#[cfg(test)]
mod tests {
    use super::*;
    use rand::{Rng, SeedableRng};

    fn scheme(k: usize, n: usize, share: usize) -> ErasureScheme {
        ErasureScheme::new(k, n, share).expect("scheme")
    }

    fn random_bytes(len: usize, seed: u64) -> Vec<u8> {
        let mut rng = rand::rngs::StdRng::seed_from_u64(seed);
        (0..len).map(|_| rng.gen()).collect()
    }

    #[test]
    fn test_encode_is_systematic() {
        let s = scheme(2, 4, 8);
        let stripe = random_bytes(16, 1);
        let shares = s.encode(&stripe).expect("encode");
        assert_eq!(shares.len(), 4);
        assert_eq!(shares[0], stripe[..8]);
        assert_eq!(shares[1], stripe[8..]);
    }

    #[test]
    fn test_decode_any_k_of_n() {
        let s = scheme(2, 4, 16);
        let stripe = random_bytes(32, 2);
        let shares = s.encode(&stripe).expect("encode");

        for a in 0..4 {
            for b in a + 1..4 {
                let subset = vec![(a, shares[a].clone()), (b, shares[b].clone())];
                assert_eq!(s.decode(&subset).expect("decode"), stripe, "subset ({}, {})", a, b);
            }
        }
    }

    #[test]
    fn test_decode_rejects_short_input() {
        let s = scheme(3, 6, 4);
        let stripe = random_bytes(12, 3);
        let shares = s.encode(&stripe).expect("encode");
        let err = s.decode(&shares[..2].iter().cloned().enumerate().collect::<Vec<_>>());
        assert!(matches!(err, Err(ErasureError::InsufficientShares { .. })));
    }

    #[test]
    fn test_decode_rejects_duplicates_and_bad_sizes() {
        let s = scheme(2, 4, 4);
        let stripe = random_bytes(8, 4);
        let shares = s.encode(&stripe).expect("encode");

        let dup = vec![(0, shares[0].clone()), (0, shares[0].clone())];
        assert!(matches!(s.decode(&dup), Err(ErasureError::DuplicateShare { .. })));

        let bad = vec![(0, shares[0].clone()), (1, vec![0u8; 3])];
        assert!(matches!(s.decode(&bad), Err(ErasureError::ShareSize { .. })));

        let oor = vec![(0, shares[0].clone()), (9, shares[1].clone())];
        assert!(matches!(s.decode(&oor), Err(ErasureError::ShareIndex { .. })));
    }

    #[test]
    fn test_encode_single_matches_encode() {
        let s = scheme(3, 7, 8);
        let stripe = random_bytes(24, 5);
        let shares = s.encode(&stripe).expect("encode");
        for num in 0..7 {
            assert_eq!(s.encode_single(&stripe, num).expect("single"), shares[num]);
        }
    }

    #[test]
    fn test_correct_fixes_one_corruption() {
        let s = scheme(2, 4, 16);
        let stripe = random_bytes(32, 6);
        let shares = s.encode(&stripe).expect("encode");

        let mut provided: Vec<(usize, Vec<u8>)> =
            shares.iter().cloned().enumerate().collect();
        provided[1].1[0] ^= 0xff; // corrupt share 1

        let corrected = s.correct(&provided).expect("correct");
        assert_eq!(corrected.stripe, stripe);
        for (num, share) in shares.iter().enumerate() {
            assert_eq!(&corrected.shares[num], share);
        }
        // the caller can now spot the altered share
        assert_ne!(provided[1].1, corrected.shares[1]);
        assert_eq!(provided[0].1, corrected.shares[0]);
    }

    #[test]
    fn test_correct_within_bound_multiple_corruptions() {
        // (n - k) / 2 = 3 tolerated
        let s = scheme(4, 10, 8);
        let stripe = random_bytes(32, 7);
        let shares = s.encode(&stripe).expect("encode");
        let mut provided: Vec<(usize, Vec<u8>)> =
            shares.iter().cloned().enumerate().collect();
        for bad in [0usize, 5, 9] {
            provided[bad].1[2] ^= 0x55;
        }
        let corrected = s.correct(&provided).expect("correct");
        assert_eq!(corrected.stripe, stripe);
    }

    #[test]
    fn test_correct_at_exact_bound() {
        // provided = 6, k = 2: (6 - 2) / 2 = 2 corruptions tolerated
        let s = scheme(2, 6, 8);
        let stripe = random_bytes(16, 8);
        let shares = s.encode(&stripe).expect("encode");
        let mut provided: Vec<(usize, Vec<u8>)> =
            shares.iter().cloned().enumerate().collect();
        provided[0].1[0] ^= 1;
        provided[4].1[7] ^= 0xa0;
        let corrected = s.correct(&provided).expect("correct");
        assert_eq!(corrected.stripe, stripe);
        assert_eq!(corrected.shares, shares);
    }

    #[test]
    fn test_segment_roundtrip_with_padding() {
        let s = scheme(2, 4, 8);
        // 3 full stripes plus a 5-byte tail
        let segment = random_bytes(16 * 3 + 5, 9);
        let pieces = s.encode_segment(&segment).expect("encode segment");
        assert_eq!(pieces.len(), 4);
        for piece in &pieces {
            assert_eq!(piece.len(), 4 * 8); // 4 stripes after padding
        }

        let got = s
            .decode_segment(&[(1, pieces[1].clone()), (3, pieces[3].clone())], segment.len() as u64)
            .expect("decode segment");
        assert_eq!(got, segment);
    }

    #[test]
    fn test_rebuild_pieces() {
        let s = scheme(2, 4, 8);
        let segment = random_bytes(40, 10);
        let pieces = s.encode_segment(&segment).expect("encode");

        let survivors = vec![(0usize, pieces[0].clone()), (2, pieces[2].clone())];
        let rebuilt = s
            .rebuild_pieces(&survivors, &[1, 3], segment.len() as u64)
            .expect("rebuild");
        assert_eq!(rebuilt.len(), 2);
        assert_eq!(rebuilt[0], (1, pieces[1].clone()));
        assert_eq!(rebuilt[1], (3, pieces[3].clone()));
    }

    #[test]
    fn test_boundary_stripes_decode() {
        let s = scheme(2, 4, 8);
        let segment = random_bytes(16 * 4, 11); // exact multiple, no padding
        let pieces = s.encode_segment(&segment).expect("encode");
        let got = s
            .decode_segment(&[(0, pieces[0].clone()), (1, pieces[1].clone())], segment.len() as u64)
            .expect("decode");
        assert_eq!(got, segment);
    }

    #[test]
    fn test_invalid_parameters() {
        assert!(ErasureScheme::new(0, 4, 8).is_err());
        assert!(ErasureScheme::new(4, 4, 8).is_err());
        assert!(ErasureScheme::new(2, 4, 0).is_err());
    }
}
==========
# What to do
Each line of the entries above that includes the string "tolerated" should be copied out.

# Result for this task
        // (n - k) / 2 = 3 tolerated
        // provided = 6, k = 2: (6 - 2) / 2 = 2 corruptions tolerated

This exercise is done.